**Task goal**
Review the material line by line. Identify and copy every line that contains the string "RawJob".

**Records to use**

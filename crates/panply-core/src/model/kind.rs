// ── Object kind registry ──
//
// Each kind declares, as data, where it lives on the device and what it
// depends on. The graph orders kinds from `depends_on` and objects from
// their references, so adding a kind never touches the orchestrator.

use serde::{Deserialize, Serialize};
use strum::{Display, EnumIter, EnumString};

/// Every kind of object a session can stage.
///
/// Declaration order is the tie-breaker when the dependency relation
/// leaves several kinds ready at once.
#[derive(
    Debug,
    Clone,
    Copy,
    PartialEq,
    Eq,
    Hash,
    PartialOrd,
    Ord,
    Serialize,
    Deserialize,
    Display,
    EnumIter,
    EnumString,
)]
#[serde(rename_all = "kebab-case")]
#[strum(serialize_all = "kebab-case")]
pub enum ObjectKind {
    ManagementProfile,
    Interface,
    Zone,
    VirtualRouter,
    StaticRoute,
    Rulebase,
    NatRule,
    SecurityRule,
}

/// Registry entry for one kind.
#[derive(Debug, Clone, Copy, PartialEq, Eq)]
pub struct KindSpec {
    /// REST resource path, or `None` when the kind has no entry of its own.
    pub resource: Option<&'static str>,
    /// Whether entries live under `location=vsys`.
    pub vsys_scoped: bool,
    /// Kinds that must exist before this one is created.
    pub depends_on: &'static [ObjectKind],
    /// Owning kind for contained objects; `None` for top-level kinds.
    pub parent: Option<ObjectKind>,
}

impl ObjectKind {
    pub const fn spec(self) -> KindSpec {
        match self {
            Self::ManagementProfile => KindSpec {
                resource: Some("Network/InterfaceManagementNetworkProfiles"),
                vsys_scoped: false,
                depends_on: &[],
                parent: None,
            },
            Self::Interface => KindSpec {
                resource: Some("Network/EthernetInterfaces"),
                vsys_scoped: false,
                depends_on: &[Self::ManagementProfile],
                parent: None,
            },
            Self::Zone => KindSpec {
                resource: Some("Network/Zones"),
                vsys_scoped: true,
                depends_on: &[Self::Interface],
                parent: None,
            },
            Self::VirtualRouter => KindSpec {
                resource: Some("Network/VirtualRouters"),
                vsys_scoped: false,
                depends_on: &[Self::Interface],
                parent: None,
            },
            // Embedded in the router's `routing-table`.
            Self::StaticRoute => KindSpec {
                resource: None,
                vsys_scoped: false,
                depends_on: &[Self::VirtualRouter, Self::Interface],
                parent: Some(Self::VirtualRouter),
            },
            // NAT to-zones are resolved through the router's routes.
            Self::Rulebase => KindSpec {
                resource: None,
                vsys_scoped: true,
                depends_on: &[Self::Zone, Self::VirtualRouter],
                parent: None,
            },
            Self::NatRule => KindSpec {
                resource: Some("Policies/NATRules"),
                vsys_scoped: true,
                depends_on: &[Self::Rulebase, Self::Zone, Self::Interface],
                parent: Some(Self::Rulebase),
            },
            Self::SecurityRule => KindSpec {
                resource: Some("Policies/SecurityRules"),
                vsys_scoped: true,
                depends_on: &[Self::Rulebase, Self::Zone],
                parent: Some(Self::Rulebase),
            },
        }
    }

    pub fn depends_on(self) -> &'static [ObjectKind] {
        self.spec().depends_on
    }

    /// Top-level kinds are created by their own call; contained kinds
    /// travel inside their parent.
    pub fn is_top_level(self) -> bool {
        self.spec().parent.is_none()
    }

    pub fn is_rule(self) -> bool {
        matches!(self, Self::NatRule | Self::SecurityRule)
    }
}

#[cfg(test)]
mod tests {
    use std::str::FromStr;

    use strum::IntoEnumIterator;

    use super::*;

    #[test]
    fn display_and_parse_are_kebab_case() {
        assert_eq!(ObjectKind::VirtualRouter.to_string(), "virtual-router");
        assert_eq!(ObjectKind::from_str("nat-rule").unwrap(), ObjectKind::NatRule);
    }

    #[test]
    fn contained_kinds_name_their_parent() {
        for kind in ObjectKind::iter() {
            if let Some(parent) = kind.spec().parent {
                assert!(parent.is_top_level(), "{kind} nested under contained {parent}");
                assert!(
                    kind.depends_on().contains(&parent),
                    "{kind} must depend on its parent {parent}"
                );
            }
        }
    }

    #[test]
    fn rules_are_vsys_scoped() {
        assert!(ObjectKind::NatRule.spec().vsys_scoped);
        assert!(ObjectKind::SecurityRule.spec().vsys_scoped);
        assert!(!ObjectKind::Interface.spec().vsys_scoped);
    }
}
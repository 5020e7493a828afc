//! Config subcommand handlers.

use crate::cli::{ConfigArgs, ConfigCommand, GlobalOpts, OutputFormat};
use crate::error::CliError;
use crate::output;

pub fn handle(args: ConfigArgs, global: &GlobalOpts) -> Result<(), CliError> {
    match args.command {
        ConfigCommand::Show => {
            let cfg = panply_config::load_config_or_default();
            let out = match global.output {
                OutputFormat::Table | OutputFormat::Plain => toml::to_string_pretty(&cfg)
                    .map_err(|e| CliError::Output(e.to_string()))?,
                _ => output::render_single(&global.output, &cfg, |_| String::new(), |_| String::new())?,
            };
            output::print_output(&out, global.quiet);
            Ok(())
        }

        ConfigCommand::Path => {
            output::print_output(
                &panply_config::config_path().display().to_string(),
                global.quiet,
            );
            Ok(())
        }

        ConfigCommand::Profiles => {
            let cfg = panply_config::load_config_or_default();
            let default = cfg.default_profile.as_deref().unwrap_or("default");
            let mut names: Vec<&String> = cfg.profiles.keys().collect();
            names.sort();
            let lines: Vec<String> = names
                .into_iter()
                .map(|n| {
                    if n == default {
                        format!("* {n}")
                    } else {
                        format!("  {n}")
                    }
                })
                .collect();
            output::print_output(&lines.join("\n"), global.quiet);
            Ok(())
        }

        ConfigCommand::Use { name } => {
            let mut cfg = panply_config::load_config_or_default();
            if !cfg.profiles.contains_key(&name) {
                let mut available: Vec<&str> = cfg.profiles.keys().map(String::as_str).collect();
                available.sort_unstable();
                return Err(CliError::ProfileNotFound {
                    available: if available.is_empty() {
                        "(none)".into()
                    } else {
                        available.join(", ")
                    },
                    name,
                });
            }
            cfg.default_profile = Some(name.clone());
            panply_config::save_config(&cfg)?;
            if !global.quiet {
                eprintln!("Default profile set to '{name}'");
            }
            Ok(())
        }
    }
}
// Commit and job endpoints
//
// A commit enqueues a job on the device; its terminal state is read back
// with `show jobs id N`. Both go through the XML API.

use tracing::debug;

use crate::client::DeviceClient;
use crate::error::Error;
use crate::models::{JobStatus, RawJob, flatten_text};

const COMMIT_CMD: &str = "<commit></commit>";

/// Result of enqueuing a commit.
#[derive(Debug, Clone, PartialEq, Eq)]
pub enum CommitRequest {
    /// The device accepted the commit as job `id`.
    Enqueued { id: u64 },
    /// The candidate equals the running configuration.
    NoChanges { message: String },
}

impl DeviceClient {
    /// Enqueue a commit of the whole candidate configuration.
    ///
    /// `GET /api/?type=commit&cmd=<commit></commit>`. Sent once: a retried
    /// commit whose first response was lost would enqueue a second job.
    pub async fn commit(&self) -> Result<CommitRequest, Error> {
        let url = self.xml_api_url(&[("type", "commit"), ("cmd", COMMIT_CMD)])?;
        debug!("enqueuing commit");

        let resp = self.send_once(true, |http| http.get(url.clone())).await?;
        let response = self.parse_xml_api(resp).await?;

        let job = response.result.as_ref().and_then(|r| r.get("job"));
        if let Some(job) = job {
            let id = flatten_text(job)
                .first()
                .and_then(|s| s.parse::<u64>().ok())
                .ok_or_else(|| Error::Deserialization {
                    message: format!("commit job id is not numeric: {job}"),
                    body: job.to_string(),
                })?;
            debug!(job_id = id, "commit enqueued");
            return Ok(CommitRequest::Enqueued { id });
        }

        let message = response.message();
        if message.to_ascii_lowercase().contains("no changes") {
            debug!("nothing to commit");
            return Ok(CommitRequest::NoChanges { message });
        }

        Err(Error::Deserialization {
            message: format!("commit response carried neither a job id nor a message: {message}"),
            body: String::new(),
        })
    }

    /// Read the status of a device job.
    ///
    /// `GET /api/?type=op&cmd=<show><jobs><id>N</id></jobs></show>`
    pub async fn job_status(&self, id: u64) -> Result<JobStatus, Error> {
        let cmd = format!("<show><jobs><id>{id}</id></jobs></show>");
        let url = self.xml_api_url(&[("type", "op"), ("cmd", cmd.as_str())])?;
        debug!(job_id = id, "polling job");

        let resp = self.send(true, |http| http.get(url.clone())).await?;
        let response = self.parse_xml_api(resp).await?;

        let job = response
            .result
            .and_then(|mut r| r.get_mut("job").map(serde_json::Value::take))
            .ok_or_else(|| Error::Deserialization {
                message: format!("job {id} missing from op response"),
                body: String::new(),
            })?;

        let raw: RawJob = serde_json::from_value(job.clone()).map_err(|e| Error::Deserialization {
            message: format!("invalid job {id}: {e}"),
            body: job.to_string(),
        })?;
        Ok(raw.into())
    }
}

**Solved exercise**
use crate::models::{JobStatus, RawJob, flatten_text};
        let raw: RawJob = serde_json::from_value(job.clone()).map_err(|e| Error::Deserialization {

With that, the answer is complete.